# EXERCISE GOAL:
Only the lines from the start of the material through the line containing "Server base URL" are to be extracted, exactly as they appear.

** MATERIAL FOR THIS EXERCISE follows **

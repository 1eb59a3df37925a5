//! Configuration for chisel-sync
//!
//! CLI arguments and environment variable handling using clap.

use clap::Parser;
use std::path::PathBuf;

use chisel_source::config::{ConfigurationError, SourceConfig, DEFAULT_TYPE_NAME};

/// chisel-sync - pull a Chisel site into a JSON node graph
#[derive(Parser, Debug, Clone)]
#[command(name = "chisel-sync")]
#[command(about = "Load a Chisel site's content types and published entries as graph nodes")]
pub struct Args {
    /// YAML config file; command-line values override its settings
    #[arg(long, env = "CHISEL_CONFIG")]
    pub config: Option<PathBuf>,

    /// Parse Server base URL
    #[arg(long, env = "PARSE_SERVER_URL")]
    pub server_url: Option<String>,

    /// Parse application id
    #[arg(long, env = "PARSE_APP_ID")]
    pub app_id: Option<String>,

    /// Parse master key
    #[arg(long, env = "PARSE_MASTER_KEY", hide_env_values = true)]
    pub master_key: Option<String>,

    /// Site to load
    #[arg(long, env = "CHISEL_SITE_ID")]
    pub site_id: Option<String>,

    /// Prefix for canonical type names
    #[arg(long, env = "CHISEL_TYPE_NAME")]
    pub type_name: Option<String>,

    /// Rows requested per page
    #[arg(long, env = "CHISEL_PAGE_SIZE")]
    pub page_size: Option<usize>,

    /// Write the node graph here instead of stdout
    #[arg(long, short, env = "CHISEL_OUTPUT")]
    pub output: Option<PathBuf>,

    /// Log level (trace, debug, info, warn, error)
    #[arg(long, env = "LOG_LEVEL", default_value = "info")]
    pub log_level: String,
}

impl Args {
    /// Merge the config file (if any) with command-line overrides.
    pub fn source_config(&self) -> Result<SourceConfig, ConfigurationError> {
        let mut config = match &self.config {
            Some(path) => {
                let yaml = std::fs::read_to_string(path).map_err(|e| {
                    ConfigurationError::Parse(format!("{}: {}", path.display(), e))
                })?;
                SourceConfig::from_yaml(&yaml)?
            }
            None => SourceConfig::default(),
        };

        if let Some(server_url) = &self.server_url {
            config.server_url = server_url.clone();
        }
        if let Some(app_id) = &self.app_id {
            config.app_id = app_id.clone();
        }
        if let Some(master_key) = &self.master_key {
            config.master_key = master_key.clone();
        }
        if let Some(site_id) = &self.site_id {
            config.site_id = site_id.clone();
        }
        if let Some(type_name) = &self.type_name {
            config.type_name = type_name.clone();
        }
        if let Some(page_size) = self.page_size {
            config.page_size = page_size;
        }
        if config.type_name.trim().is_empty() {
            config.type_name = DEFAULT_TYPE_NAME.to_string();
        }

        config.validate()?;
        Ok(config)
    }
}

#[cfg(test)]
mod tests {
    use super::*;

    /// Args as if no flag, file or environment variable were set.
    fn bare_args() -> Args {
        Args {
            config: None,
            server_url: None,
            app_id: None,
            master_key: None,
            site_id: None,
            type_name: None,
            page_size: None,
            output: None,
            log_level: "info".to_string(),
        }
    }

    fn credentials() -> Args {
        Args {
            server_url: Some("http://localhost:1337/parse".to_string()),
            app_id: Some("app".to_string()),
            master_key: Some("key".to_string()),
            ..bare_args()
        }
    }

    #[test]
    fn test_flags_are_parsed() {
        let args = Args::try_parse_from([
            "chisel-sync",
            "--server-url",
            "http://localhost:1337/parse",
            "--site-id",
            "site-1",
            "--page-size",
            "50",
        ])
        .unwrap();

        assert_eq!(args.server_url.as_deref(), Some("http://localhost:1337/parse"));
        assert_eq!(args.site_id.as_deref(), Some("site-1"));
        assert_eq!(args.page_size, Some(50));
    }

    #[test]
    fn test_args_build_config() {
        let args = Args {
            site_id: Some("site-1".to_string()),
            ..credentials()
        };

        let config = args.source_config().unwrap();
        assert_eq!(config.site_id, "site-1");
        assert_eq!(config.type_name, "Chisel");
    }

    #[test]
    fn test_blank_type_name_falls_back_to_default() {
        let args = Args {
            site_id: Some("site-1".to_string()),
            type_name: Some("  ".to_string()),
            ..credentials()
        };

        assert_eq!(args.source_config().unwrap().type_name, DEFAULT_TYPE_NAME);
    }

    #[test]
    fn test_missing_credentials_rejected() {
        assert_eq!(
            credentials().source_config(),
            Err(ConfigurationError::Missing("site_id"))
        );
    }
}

** End of MATERIAL FOR THIS EXERCISE **

# TASK OUTPUT:
repository 1eb59a3df37925a5
//! Configuration for chisel-sync
//!
//! CLI arguments and environment variable handling using clap.

use clap::Parser;
use std::path::PathBuf;

use chisel_source::config::{ConfigurationError, SourceConfig, DEFAULT_TYPE_NAME};

/// chisel-sync - pull a Chisel site into a JSON node graph
#[derive(Parser, Debug, Clone)]
#[command(name = "chisel-sync")]
#[command(about = "Load a Chisel site's content types and published entries as graph nodes")]
pub struct Args {
    /// YAML config file; command-line values override its settings
    #[arg(long, env = "CHISEL_CONFIG")]
    pub config: Option<PathBuf>,

    /// Parse Server base URL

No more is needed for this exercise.